I was talking to a friend and she was saying how hard it was to do for herself when the kids were not in school for the holidays. I remember last year, she made the same comment about the summer, that without the schedule, she wasn’t able to do enough for herself and by the end of the summer or winter break, she felt sluggish, cranky, heavier, and like she had to start all over again. Kind of like math for kids after three months off, the progress they made is often lost.
I remember those days, I would spend the summer trying to keep my kids up to speed. It wasn’t perfect and we couldn’t do it every day, but we did our best to either get ahead or at least maintain the lessons.
My friend needs to do the same.
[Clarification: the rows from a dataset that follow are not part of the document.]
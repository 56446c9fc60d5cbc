use sqlx::{PgPool, postgres::PgPoolOptions};

use crate::{Result, schema};

const SCHEMA_LOCK_ID: i64 = 5_170_042;

pub struct Db {
	pub pool: PgPool,
}
impl Db {
	pub async fn connect(cfg: &souk_config::Postgres) -> Result<Self> {
		let pool =
			PgPoolOptions::new().max_connections(cfg.pool_max_conns).connect(&cfg.dsn).await?;

		Ok(Self { pool })
	}

	pub async fn ensure_schema(&self) -> Result<()> {
		let sql = schema::render_schema();
		// The advisory lock is transaction scoped so concurrent starters serialize on one connection.
		let mut tx = self.pool.begin().await?;

		sqlx::query("SELECT pg_advisory_xact_lock($1)").bind(SCHEMA_LOCK_ID).execute(&mut *tx).await?;

		for statement in sql.split(';') {
			let trimmed = statement.trim();

			if trimmed.is_empty() {
				continue;
			}

			sqlx::query(trimmed).execute(&mut *tx).await?;
		}

		tx.commit().await?;

		Ok(())
	}
}
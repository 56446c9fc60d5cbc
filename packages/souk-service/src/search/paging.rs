/// `ceil(total / limit)`; zero when `limit` is zero.
pub fn total_pages(total: u64, limit: u32) -> u64 {
	if limit == 0 {
		return 0;
	}

	total.div_ceil(u64::from(limit))
}

/// The `[skip, skip + limit)` slice of an already ranked window.
pub fn page_slice<T>(items: Vec<T>, skip: u64, limit: u64) -> Vec<T> {
	let skip = usize::try_from(skip).unwrap_or(usize::MAX);
	let limit = usize::try_from(limit).unwrap_or(usize::MAX);

	items.into_iter().skip(skip).take(limit).collect()
}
Sure, she may not be able to go to her favorite yoga class at 10am, but maybe once a week she might get up extra early and get in a 730am class before everyone wakes up? Or how about escaping the football marathon and go for a power walk with her dog and her favorite tunes?
I think we feel the need to always be with our family when they are home or on school break, and we feel guilty if we take time for ourselves. We drop our priorities to the bottom of the pile, and aren’t as generous to ourselves as we are to everyone else.
My family went to the movies, and I said, “go in peace”, opting happily to stay home and give myself a mani-pedi, organize my purse, and read. Yes I just read a book for two hours and it was heavenly. When they came back, they were all jacked at how good the movie was (American Hustle), and that I should have gone. But having that few ours of alone quiet time to just not talk was indeed joyous.
I remember taking solo early morning walks on family vacations, to get a chance to think. Getting up, quietly leaving everyone sleeping and coming back more energized, refreshed, and cheerful after a brisk sunrise hike, alone.
There first few days my family is all together, I find myself getting cranking, I am the one who is supposed to have the schedule organized, and the food, and the presents, and the events, and it is exhausting. I was in a mood, and couldn’t explain why. It just was. After going to the gym, getting a good sweat and stretch in, even if just 30 minutes, made all the difference. I hadn’t done anything for ME in days, and my body was reacting and so was my energy and biorhythms.
I see this same physical and emotional state in my friends. They have forgotten about their mental and physical health while making sure everyone else is taken care of. They cook what they don’t usually, they eat junk food because it is there, they skip their usual exercise programs to accomodate everyone else’s schedules and get lost in the mix.
When my friend said, oh I can’t wait to get back to my yoga and walks and healthily food. I wondered why she was waiting? Even if she could just squeeze in a class or workout a couple of times a week, she would feel so much better. And if she told everyone, tonight dinner is soup and salad. That’s what I want and its darn good!!
My women friends are often worn out by the end of the winter break, and when you ask what they have done for themselves, they can’t think of much. And they are afraid to take any time for their own well being. We need to change that around, and put ourselves first sometimes.
We need to remember to ASK or TELL others that we need help or that we just need time to do something for ourselves. We need to put ourselves FIRST sometimes, otherwise we aren’t our best.
Ask for help so you can take that power walk, meet a girl friend, say no to an outing and not feel guilty. If you see a family member or friends struggling, offer to help or invite them for a quiet walk.
My cranky mood went away after I was able to workout, sit in the gym sauna, go for a beach walk with my dogs, and not have to talk to anyone for several hours!! At one point, when my daughters whined that I was trying to plan or micro manage, I blurted out, well, how do you thing we manage to get where we are going, and eat, and have toilet paper, and gas in the car, and bills paid, and yadayadayada…there was silence. They realized I was coordinating five people’s lives while they just dealt with one. After my rant, they were less defensive and more understanding of my mood. And then my mood shifted.
Discussing this with my friends, this was a universal conundrum, taking care of the group before taking care of themselves. And trying not to resent them for it!!
Don’t get me wrong, we love our family and friends and in-laws. I love them to pieces, but I have to remember to love me the most, take care of me, then everyone else, like on the plane when they explain how to use the oxygen masks.
Take care of yourselves, and you will be much better for everyone else. A bit of self involvement and selfishness can be a very good thing.